[Collected data]
= = = = = = =

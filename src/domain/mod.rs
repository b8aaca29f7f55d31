//! Core domain types and logic: indicators, rules and strategy settings.

pub mod ohlcv;
pub mod error;
pub mod indicator;
pub mod indicator_helpers;
pub mod frame;
pub mod crossing;
pub mod rule;
pub mod rule_eval;
pub mod signal;
pub mod strategy;
pub mod timeframe;
pub mod roi;
pub mod orderbook;
pub mod position_gate;
pub mod pairlist;
pub mod config_validation;
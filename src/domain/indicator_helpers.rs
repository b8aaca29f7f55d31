//! Shared helper functions for indicator calculations.
//!
//! Raw helpers work on `f64` slices and use NaN for rows without enough
//! history, so smoothed-of-smoothed series (TEMA, MACD signal) can chain
//! without tracking warmup by hand.

use crate::domain::indicator::{
    calculate_adx, calculate_bollinger, calculate_ht_sine, calculate_macd,
    calculate_mfi, calculate_rsi, calculate_sar, calculate_stochastic_fast, calculate_tema,
    IndicatorSeries, IndicatorType,
};
use crate::domain::ohlcv::Candle;
use std::collections::HashMap;

/// Simple moving average. A window containing NaN yields NaN.
pub fn sma_raw(values: &[f64], period: usize) -> Vec<f64> {
    let mut out = vec![f64::NAN; values.len()];
    if period == 0 {
        return out;
    }
    for i in (period - 1)..values.len() {
        let window = &values[i + 1 - period..=i];
        if window.iter().all(|v| v.is_finite()) {
            out[i] = window.iter().sum::<f64>() / period as f64;
        }
    }
    out
}

/// Exponential moving average, k = 2/(n+1), seeded with the SMA of the first
/// `period` finite values. Leading NaN values are skipped.
pub fn ema_raw(values: &[f64], period: usize) -> Vec<f64> {
    let mut out = vec![f64::NAN; values.len()];
    if period == 0 {
        return out;
    }
    let start = match values.iter().position(|v| v.is_finite()) {
        Some(s) => s,
        None => return out,
    };
    if values.len() - start < period {
        return out;
    }

    let k = 2.0 / (period as f64 + 1.0);
    let seed_end = start + period - 1;
    let mut ema = values[start..=seed_end].iter().sum::<f64>() / period as f64;
    out[seed_end] = ema;

    for i in (seed_end + 1)..values.len() {
        ema = values[i] * k + ema * (1.0 - k);
        out[i] = ema;
    }
    out
}

/// Indicators the strategy populates, in column order.
pub fn strategy_indicators() -> Vec<IndicatorType> {
    vec![
        IndicatorType::Adx(14),
        IndicatorType::Rsi(14),
        IndicatorType::StochasticFast {
            k_period: 5,
            d_period: 3,
        },
        IndicatorType::Macd {
            fast: 12,
            slow: 26,
            signal: 9,
        },
        IndicatorType::Mfi(14),
        IndicatorType::Bollinger {
            period: 20,
            stddev_mult_x100: 200,
        },
        IndicatorType::ParabolicSar {
            acceleration_x1000: 20,
            maximum_x1000: 200,
        },
        IndicatorType::Tema(9),
        IndicatorType::HtSine,
    ]
}

pub fn compute_indicator(candles: &[Candle], indicator_type: IndicatorType) -> IndicatorSeries {
    match indicator_type {
        IndicatorType::Tema(period) => calculate_tema(candles, period),
        IndicatorType::Rsi(period) => calculate_rsi(candles, period),
        IndicatorType::Adx(period) => calculate_adx(candles, period),
        IndicatorType::Mfi(period) => calculate_mfi(candles, period),
        IndicatorType::Macd { fast, slow, signal } => calculate_macd(candles, fast, slow, signal),
        IndicatorType::StochasticFast { k_period, d_period } => {
            calculate_stochastic_fast(candles, k_period, d_period)
        }
        IndicatorType::Bollinger {
            period,
            stddev_mult_x100,
        } => calculate_bollinger(candles, period, stddev_mult_x100),
        IndicatorType::ParabolicSar {
            acceleration_x1000,
            maximum_x1000,
        } => calculate_sar(candles, acceleration_x1000, maximum_x1000),
        IndicatorType::HtSine => calculate_ht_sine(candles),
    }
}

pub fn compute_indicators(
    candles: &[Candle],
    indicator_types: &[IndicatorType],
) -> HashMap<IndicatorType, IndicatorSeries> {
    indicator_types
        .iter()
        .map(|&t| (t, compute_indicator(candles, t)))
        .collect()
}
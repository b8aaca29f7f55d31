//! Port traits between the domain and the outside world.

pub mod config_port;
pub mod data_port;
pub mod orderbook_port;
pub mod signal_port;
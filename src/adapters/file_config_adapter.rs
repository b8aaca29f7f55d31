//! INI file configuration adapter.

use crate::domain::error::StrategyError;
use crate::ports::config_port::ConfigPort;
use configparser::ini::Ini;
use std::path::Path;

pub struct FileConfigAdapter {
    config: Ini,
}

impl FileConfigAdapter {
    pub fn from_file<P: AsRef<Path>>(path: P) -> Result<Self, StrategyError> {
        let mut config = Ini::new();
        config
            .load(path.as_ref())
            .map_err(|reason| StrategyError::ConfigParse {
                file: path.as_ref().display().to_string(),
                reason,
            })?;
        Ok(Self { config })
    }

    pub fn from_string(content: &str) -> Result<Self, String> {
        let mut config = Ini::new();
        config.read(content.to_string())?;
        Ok(Self { config })
    }
}

impl ConfigPort for FileConfigAdapter {
    fn get_string(&self, section: &str, key: &str) -> Option<String> {
        self.config.get(section, key)
    }

    fn get_keys(&self, section: &str) -> Vec<String> {
        let mut keys: Vec<String> = self
            .config
            .get_map_ref()
            .get(&section.to_lowercase())
            .map(|entries| entries.keys().cloned().collect())
            .unwrap_or_default();
        keys.sort();
        keys
    }
}
//! Synthetic data sources.

pub mod synthetic;

pub use synthetic::{SyntheticConfig, generate_observed, to_conductance};
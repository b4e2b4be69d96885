//! Plot rendering: terminal ASCII for quick checks, SVG for reports.

pub mod ascii;
pub mod svg;

pub use ascii::render_ascii_plot;
pub use svg::{render_svg, write_svg_plot};
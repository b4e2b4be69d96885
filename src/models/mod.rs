//! Transport model implementations.
//!
//! Models are implemented as small, pure functions so that the estimators can
//! call them from parallel grid searches without shared state.

pub mod taylor;

pub use taylor::*;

= = = = = = =

## TASK BRIEF:
In the records above, find the line with "pub mod signal;"; write out exactly that line and each one after it, stopping after the line with "rows without enough".

## RESPONSE:
pub mod signal;
pub mod strategy;
pub mod timeframe;
pub mod roi;
pub mod orderbook;
pub mod position_gate;
pub mod pairlist;
pub mod config_validation;
filename src/domain/indicator_helpers.rs
repository b8aaca29f7f55d31
//! Shared helper functions for indicator calculations.
//!
//! Raw helpers work on `f64` slices and use NaN for rows without enough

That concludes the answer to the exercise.